> [Task statement]: Search the records for the word "space". Copy every line where it appears.

> [Listed records]:
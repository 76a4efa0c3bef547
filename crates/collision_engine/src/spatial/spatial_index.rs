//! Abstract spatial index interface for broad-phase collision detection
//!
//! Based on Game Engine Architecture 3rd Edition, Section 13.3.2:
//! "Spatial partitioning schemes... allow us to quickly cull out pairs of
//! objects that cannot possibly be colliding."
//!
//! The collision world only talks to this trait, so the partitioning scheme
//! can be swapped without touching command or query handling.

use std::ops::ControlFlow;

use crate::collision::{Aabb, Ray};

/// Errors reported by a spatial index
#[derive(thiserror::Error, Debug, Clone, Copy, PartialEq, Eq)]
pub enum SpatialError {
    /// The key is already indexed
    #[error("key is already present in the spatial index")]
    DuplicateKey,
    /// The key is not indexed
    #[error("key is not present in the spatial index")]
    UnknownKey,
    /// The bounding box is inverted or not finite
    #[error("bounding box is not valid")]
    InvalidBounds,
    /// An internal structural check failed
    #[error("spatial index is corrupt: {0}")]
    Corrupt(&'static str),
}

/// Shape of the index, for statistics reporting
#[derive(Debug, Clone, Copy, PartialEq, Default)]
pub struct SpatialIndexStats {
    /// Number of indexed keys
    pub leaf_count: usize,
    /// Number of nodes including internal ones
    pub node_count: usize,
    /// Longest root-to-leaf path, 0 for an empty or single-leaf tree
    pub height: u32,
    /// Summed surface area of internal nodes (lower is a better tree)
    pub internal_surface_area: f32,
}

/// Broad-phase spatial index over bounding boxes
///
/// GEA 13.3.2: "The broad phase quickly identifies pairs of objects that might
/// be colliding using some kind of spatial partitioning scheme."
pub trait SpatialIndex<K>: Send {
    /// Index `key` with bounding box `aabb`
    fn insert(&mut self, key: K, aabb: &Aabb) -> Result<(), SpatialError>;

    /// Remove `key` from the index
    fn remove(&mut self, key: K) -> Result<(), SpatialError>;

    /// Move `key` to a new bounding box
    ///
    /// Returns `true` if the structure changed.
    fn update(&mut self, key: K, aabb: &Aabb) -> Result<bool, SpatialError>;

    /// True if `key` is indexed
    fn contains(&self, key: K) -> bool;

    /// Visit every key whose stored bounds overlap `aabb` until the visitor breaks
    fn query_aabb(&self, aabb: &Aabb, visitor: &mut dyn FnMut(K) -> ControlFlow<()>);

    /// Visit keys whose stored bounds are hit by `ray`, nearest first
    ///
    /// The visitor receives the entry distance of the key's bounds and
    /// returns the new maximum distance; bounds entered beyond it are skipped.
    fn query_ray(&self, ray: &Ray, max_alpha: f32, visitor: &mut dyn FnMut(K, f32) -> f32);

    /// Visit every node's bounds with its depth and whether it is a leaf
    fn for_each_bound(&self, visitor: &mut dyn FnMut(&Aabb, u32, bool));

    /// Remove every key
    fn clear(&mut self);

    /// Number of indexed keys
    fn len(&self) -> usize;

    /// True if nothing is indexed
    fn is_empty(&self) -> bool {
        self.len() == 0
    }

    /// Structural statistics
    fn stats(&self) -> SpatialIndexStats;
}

==

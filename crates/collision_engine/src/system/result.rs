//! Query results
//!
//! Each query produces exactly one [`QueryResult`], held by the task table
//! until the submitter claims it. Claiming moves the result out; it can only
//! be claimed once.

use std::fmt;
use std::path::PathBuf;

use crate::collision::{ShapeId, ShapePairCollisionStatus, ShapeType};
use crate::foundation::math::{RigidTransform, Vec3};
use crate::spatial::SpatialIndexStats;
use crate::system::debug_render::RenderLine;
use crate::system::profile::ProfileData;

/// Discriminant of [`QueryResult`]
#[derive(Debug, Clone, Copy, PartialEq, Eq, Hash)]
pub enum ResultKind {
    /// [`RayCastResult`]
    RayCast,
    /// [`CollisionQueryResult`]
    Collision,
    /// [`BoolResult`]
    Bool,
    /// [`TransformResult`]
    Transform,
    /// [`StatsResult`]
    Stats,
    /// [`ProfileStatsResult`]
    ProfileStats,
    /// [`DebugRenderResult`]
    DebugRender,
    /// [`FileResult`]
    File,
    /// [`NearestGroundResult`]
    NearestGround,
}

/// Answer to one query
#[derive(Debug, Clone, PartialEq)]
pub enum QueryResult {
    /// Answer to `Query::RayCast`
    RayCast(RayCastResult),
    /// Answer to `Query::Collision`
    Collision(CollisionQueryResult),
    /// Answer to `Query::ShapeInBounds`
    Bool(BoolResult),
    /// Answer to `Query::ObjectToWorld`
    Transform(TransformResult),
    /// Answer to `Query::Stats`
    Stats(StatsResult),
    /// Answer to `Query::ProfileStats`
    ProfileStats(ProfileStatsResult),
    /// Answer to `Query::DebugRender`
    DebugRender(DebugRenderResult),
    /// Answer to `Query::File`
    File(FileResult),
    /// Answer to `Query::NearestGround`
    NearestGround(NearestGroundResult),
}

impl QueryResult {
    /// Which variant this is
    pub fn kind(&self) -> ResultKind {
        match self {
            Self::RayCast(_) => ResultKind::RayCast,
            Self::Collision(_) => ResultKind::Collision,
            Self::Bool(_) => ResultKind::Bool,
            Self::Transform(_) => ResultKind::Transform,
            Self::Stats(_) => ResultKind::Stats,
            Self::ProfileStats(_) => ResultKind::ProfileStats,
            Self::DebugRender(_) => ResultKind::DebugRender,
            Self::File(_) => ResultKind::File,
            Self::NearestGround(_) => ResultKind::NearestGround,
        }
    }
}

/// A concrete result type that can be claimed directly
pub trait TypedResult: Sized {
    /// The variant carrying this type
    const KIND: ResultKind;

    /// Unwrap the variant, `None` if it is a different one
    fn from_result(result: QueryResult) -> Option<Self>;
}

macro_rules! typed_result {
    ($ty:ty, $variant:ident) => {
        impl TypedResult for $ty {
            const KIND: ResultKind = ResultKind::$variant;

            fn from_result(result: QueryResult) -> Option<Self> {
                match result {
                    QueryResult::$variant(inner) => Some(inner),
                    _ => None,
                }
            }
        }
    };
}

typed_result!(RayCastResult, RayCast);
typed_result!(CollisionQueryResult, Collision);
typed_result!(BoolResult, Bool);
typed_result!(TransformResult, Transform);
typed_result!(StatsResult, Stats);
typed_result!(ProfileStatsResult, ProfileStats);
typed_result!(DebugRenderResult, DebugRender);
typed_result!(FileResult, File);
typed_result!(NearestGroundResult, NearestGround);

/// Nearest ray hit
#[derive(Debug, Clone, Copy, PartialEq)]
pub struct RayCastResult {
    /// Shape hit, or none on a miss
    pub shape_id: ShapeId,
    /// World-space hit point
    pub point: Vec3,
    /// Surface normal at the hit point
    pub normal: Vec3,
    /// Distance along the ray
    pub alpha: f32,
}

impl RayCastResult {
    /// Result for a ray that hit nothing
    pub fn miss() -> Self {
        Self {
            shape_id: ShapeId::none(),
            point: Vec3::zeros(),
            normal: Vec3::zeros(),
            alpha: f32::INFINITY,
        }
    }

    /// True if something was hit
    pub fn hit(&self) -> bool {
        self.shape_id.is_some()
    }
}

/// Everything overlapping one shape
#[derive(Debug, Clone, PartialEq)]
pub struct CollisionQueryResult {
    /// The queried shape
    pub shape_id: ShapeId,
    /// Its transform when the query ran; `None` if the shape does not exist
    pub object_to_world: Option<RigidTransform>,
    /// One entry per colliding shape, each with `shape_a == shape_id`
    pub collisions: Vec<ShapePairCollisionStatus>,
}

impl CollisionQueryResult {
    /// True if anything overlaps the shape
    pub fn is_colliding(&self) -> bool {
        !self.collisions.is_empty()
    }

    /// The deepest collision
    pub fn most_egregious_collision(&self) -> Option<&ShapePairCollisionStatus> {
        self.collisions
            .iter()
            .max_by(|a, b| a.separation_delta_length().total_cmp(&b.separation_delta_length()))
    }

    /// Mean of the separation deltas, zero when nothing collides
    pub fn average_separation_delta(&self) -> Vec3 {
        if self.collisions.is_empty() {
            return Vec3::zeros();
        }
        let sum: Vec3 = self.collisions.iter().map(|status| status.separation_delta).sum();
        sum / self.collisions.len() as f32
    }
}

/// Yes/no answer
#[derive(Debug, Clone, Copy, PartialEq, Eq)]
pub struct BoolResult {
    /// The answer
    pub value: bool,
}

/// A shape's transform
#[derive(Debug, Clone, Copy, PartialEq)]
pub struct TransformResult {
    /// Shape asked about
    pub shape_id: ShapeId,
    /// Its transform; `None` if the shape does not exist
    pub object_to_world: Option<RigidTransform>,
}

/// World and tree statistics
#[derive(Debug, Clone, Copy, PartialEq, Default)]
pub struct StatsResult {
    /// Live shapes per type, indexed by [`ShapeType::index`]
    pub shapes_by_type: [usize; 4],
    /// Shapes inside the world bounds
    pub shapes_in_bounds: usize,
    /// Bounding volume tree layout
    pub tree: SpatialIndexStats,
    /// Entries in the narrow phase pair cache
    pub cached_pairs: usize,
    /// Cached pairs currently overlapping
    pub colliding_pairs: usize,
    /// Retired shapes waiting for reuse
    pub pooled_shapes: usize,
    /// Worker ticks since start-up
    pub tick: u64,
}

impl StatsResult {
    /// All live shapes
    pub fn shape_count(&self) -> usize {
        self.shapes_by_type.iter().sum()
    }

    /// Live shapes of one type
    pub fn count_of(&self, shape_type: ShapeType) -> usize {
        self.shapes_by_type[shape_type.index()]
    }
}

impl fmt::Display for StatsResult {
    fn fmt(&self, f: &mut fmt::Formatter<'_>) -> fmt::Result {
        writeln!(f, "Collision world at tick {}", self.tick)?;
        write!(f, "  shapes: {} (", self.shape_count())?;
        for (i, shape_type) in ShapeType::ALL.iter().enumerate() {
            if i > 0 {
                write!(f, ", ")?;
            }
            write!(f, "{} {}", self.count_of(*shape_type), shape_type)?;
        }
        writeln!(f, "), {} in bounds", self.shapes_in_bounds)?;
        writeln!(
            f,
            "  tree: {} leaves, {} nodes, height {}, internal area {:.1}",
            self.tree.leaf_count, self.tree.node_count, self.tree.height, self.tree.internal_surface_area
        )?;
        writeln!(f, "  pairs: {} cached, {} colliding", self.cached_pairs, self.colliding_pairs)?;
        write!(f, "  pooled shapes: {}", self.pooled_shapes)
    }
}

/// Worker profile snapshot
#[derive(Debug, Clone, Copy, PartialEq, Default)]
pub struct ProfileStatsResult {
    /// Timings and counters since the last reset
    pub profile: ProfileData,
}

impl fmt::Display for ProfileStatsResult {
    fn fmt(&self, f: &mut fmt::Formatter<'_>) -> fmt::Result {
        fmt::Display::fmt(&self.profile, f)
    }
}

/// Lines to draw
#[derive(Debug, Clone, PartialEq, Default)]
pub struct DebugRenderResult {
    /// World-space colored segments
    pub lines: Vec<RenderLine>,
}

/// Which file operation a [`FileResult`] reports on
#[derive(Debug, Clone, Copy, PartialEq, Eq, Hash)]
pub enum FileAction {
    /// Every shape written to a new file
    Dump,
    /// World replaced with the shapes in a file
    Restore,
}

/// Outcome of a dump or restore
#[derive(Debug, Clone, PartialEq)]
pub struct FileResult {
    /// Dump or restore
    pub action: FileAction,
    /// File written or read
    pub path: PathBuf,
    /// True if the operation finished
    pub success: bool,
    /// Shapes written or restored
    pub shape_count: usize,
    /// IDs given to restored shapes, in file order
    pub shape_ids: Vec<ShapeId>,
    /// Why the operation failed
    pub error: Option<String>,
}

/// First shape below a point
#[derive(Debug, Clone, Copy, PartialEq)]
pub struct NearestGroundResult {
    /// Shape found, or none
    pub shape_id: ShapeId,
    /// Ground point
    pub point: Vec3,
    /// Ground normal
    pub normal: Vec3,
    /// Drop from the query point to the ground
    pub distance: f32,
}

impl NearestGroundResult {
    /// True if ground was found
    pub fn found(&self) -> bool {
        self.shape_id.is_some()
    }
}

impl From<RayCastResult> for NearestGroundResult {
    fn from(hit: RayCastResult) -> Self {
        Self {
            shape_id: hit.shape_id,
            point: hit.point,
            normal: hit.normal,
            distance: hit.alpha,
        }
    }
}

--

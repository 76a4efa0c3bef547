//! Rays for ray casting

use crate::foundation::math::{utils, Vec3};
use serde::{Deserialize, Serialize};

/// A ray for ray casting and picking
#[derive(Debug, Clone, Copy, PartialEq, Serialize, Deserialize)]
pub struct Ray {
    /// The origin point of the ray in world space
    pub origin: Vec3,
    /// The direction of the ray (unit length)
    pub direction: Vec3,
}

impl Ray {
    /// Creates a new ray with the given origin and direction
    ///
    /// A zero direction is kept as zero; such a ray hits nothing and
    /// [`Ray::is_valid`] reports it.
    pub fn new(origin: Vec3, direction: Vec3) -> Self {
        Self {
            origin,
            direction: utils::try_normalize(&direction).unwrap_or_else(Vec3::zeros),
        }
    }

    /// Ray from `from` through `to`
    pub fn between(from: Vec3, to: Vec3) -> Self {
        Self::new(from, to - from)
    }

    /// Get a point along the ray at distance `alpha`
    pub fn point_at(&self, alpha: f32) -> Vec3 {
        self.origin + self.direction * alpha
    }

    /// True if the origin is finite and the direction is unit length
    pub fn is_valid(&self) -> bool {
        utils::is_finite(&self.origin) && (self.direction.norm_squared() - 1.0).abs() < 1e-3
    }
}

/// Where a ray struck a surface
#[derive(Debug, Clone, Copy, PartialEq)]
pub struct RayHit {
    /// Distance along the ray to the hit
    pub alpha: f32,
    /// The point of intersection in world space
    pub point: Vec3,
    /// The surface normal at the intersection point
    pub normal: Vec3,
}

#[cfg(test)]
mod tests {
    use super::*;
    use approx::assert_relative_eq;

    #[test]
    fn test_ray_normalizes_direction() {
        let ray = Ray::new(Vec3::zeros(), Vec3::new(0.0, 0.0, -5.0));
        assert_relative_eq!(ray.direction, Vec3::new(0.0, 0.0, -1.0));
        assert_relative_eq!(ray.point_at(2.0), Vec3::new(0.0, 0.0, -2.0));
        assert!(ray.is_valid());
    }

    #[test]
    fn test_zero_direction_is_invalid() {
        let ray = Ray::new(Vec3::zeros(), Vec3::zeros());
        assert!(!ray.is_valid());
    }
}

> [Result]:
    /// World-space hit point
    /// World-space colored segments
    /// The origin point of the ray in world space
    /// The point of intersection in world space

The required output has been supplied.